Sunday, December 12, 2010

‘On the Side’ Part 2: Twin Weddings

So here is one very novel concept that my sister Monu and I were confronted with: Twin Weddings. Most of the time, Monu and I unfortunately being of the cursed, fairer sex and being of ages 24 and 25 years respectively, are pestered incessantly by our respective folks and then some more by the other's folks about tying the knot. We are both like those perfectly ripe fruits that must now be sold off in the marriage market for we are just the right age. In fact I, my parents would argue, am quite on the verge of being discarded in the "too old" category. See parents will never think of you as X years but as Going on X+1 years, and somehow 25 is still OK but OH MY GOD 26 is a big NO NO!

Anyways, so one nice wintery yet sunny morning, Monu and I came to the dining area for breakfast, looking forward to the post-breakfast lazing in the sun all day with a nice cup of tea or two and engaging in idle chatting. Down in the kitchen, we were surprised to find Monu's mother in unusually high-spirit and we were wondering why that is, since the only time she can ever be so happy is when all members of the family have woken up before 7 and have finished with breakfast before 9. I glanced at the watch: 10:30 a.m. and Monu and I being the first people to arrive for breakfast, were naturally perplexed as to what could possibly make our home-maker so very happy.

Turns out, Monu's mom had found a single arrow to hit the two people on her wedding hit-list, who at that moment were standing before her with very puzzled expressions on their faces and empty plates in their hands. I am, of course talking of the twin-wedding concept that apparently in the present days of recession and economic hardships no longer applies to biological twins.

Suneeta aunty, the lady who has been coming to our house to help with the household chores, had married off her two daughters in one such ceremony and the idea had firmly planted its menacing tentacles in my dear aunt's head. So as she tossed paranthas in our place, she also tossed these images from the the imaginary joint-wedding of Monu and I, which would have killed the appetite of lesser girls but not us.

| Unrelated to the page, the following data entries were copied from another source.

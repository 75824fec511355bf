//! Reflex - Adaptive Automation Promotion Pipeline
//!
//! Reflex observes AI-agent tool-execution history, identifies operations
//! whose outputs are deterministic for identical inputs, and promotes them
//! to automation candidates. Promoted operations are watched for output
//! drift and demoted when their behavior changes.
//!
//! # Architecture
//!
//! This crate follows Hexagonal Architecture principles:
//!
//! - **Domain Layer** (`domain`): Models, content hashing, and the port
//!   traits storage adapters implement
//! - **Adapter Layer** (`adapters`): Append-only JSONL storage and
//!   compaction
//! - **Service Layer** (`services`): The pipeline stages, capture through
//!   drift monitoring
//! - **Infrastructure Layer** (`infrastructure`): Configuration loading
//!   and logging
//!
//! # Example
//!
//! ```ignore
//! use std::sync::Arc;
//! use reflex::adapters::JsonlStore;
//! use reflex::infrastructure::config::ConfigLoader;
//! use reflex::services::PromotionDetector;
//!
//! #[tokio::main]
//! async fn main() -> anyhow::Result<()> {
//!     let config = ConfigLoader::load()?;
//!     let store = Arc::new(JsonlStore::new(config.storage.root_dir.clone()));
//!     let detector = PromotionDetector::new(store, config.detector);
//!     for candidate in detector.detect().await? {
//!         println!("{}: {:.2}", candidate.tool_name, candidate.composite_score);
//!     }
//!     Ok(())
//! }
//! ```

pub mod adapters;
pub mod domain;
pub mod infrastructure;
pub mod services;

// Re-export commonly used types for convenience
pub use adapters::JsonlStore;
pub use domain::models::{
    ClassifiedOperation, CompletionSignal, DemotionDecision, DeterminismClass, GatekeeperDecision,
    LineageEntry, PromotionCandidate, ReflexConfig, SessionObservation, ToolExecutionPair,
};
pub use domain::ports::{RecordEnvelope, RecordStore, StoreCategory};
pub use domain::{DomainError, DomainResult};
pub use infrastructure::config::{ConfigError, ConfigLoader};
pub use services::{
    DeterminismAnalyzer, DriftMonitor, FeedbackBridge, LineageTracker, PromotionDetector,
    PromotionGatekeeper, SessionObserver,
};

Here is how twin weddings work: Two pandals side by side, same guests, double-shagan though (else this would be a recipe for disaster, same food and so forth. Here is what I don't understand though. If one couple is getting married, what does the other do? Attend it like another family member or sit around and wait for its turn? Also, do the baraat's come in at the same time or one after the other? Again, how is the time managed so that neither party is left unattended or waiting. Third, and this is very important- what is the dance arrangement like? I mean we have this one baraat group and this other baraat group. Do they all dance together (this may lead to unnecessary competitiveness as Punjabis are prone to displaying at most inopportune moments) or do they dance separately, which will raise challenges for the brides' side who would not know which party to dance with.

I shared these concerns with my aunt, whose excitement thankfully diluted to some extent. See, Sunita aunty and her lovely daughters are not Punjabi, ergo the world and all its customs are anyways at least ten times easier for them. But innovation such as these in a Punjabi wedding-setting would be disastrous. Enough said. To sunning-self and gossiping then, I say to Monu who has already picked the tea-mugs.